Pourtant, au-delà de la question de l'ampleur des moyens, des stratégies alternatives existent.

Dans son rapport "Vers l'émergence de nouveaux modèles de croissance ?", l'économiste Daniel Cohen explique que, si le pouvoir d'achat des Français a bien été multiplié par deux entre 1970 et 2009, la hausse des prix des matières premières et de l'énergie, en augmentant les prix des "biens premiers" (nourriture, habillement, logement, chauffage, transport), a en réalité laissé fort peu de marge pour permettre aux ménages français d'acquérir les biens et les services de la "société de la connaissance" censés être offerts par les nouvelles technologies numériques.
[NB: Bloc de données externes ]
use crate::{ASSET_DOC_TYPE, asset::QrAsset};

fn strings(items: &[&str]) -> Vec<String> {
    items.iter().map(ToString::to_string).collect()
}

/// Records written by `init_ledger`, in write order.
#[must_use]
pub fn bootstrap_assets() -> Vec<QrAsset> {
    vec![QrAsset {
        product_id: "1".into(),
        product_name_en: "Frozen Hilsa Fish".into(),
        product_name_bn: "Frozen Hilsa Fish".into(),
        species_en: "Hilsa".into(),
        species_bn: "Hilsa".into(),
        product_image: "https://fish.com/hilsa.jpg".into(),
        processing_type_en: "Frozen".into(),
        processing_type_bn: "Frozen".into(),
        date_of_harvesting: "2025-09-01".into(),
        date_of_packaging: "2025-09-03".into(),
        expired_date: "2026-03-01".into(),
        mrp: 1200.5,
        source_of_agro_commodities_en: strings(&["Filtered water", "Arsenic"]),
        source_of_agro_commodities_bn: strings(&["Filtered water", "Arsenic"]),
        batch_number: "BATCH-001".into(),
        lot_number: "LOT-001".into(),
        net_weight: 2.5,
        certification_en: strings(&["ISO22000", "HACCP"]),
        certification_bn: strings(&["ISO22000", "HACCP"]),
        production_latitude: 23.8103,
        production_longitude: 90.4125,
        producer_organization_en: "Padma Fisheries Ltd".into(),
        producer_organization_bn: "Padma Fisheries Ltd".into(),
        crop_collection_center_latitude: 23.90,
        crop_collection_center_longitude: 90.44,
        collector_organization_en: "Dhaka Fish Collectors".into(),
        collector_organization_bn: "Dhaka Fish Collectors".into(),
        crop_processing_unit_latitude: 23.75,
        crop_processing_unit_longitude: 90.39,
        processor_organization_en: "Bangladesh Fish Processing Ltd".into(),
        processor_organization_bn: "Bangladesh Fish Processing Ltd".into(),
        doc_type: ASSET_DOC_TYPE.into(),
    }]
}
Le revenu moyen en 2008 - 1 467 euros - ne laisserait que 294 euros après l'acquisition de ces "biens premiers". Autrement dit, le faible décollage de l'économie de l'innovation en France ne serait pas tant dû à un défaut d'offre - qui serait lui-même le résultat d'une mauvaise organisation du système français de recherche et d'innovation - qu'à un défaut de demande, faute d'un pouvoir d'achat suffisant.

Ce renversement de perspective est aussi mis en évidence par le Livre blanc "Innovation Nation", publié en mars 2008 par le gouvernement britannique, qui définit une sorte de stratégie de Lisbonne des bords de la Tamise.

Il met en avant la notion d'"innovation par la demande" et suggère que les politiques publiques se préoccupent d'abord de faire émerger la demande d'innovation cachée, qui peut porter sur des objets de consommation, mais aussi sur des services à usage privé, ou sur des biens et services collectifs et publics.

Les outils d'une telle politique sont les réglementations et normes techniques, les marchés publics, les aides aux PME proposant des services (et non plus seulement des technologies) innovants, le soutien aux partenariats incluant les utilisateurs finaux et les citoyens.

L'un des principaux inspirateurs de cette approche, Luke Gheorghiou, professeur de politique et de gestion des sciences et techniques à l'université de Manchester, note que "le concept d'innovation par la demande était considéré comme incompatible avec la libre concurrence".

Aujourd'hui, même la Commission européenne, au vu des piètres résultats de la stratégie de Lisbonne, semble revenir sur cette opinion. A la suite du rapport Aho (du nom d'un ancien premier ministre finlandais, président du groupe de travail, dont M. Gheorghiou est le rapporteur), rendu en janvier 2006, la Commission a d'abord préconisé une démarche européenne commune en matière de commandes publiques en faveur des entreprises innovantes (septembre 2007), puis a lancé une "Initiative des marchés pilotes" (Lead Market Initiative) afin de faire émerger la demande dans des secteurs délaissés par les entreprises.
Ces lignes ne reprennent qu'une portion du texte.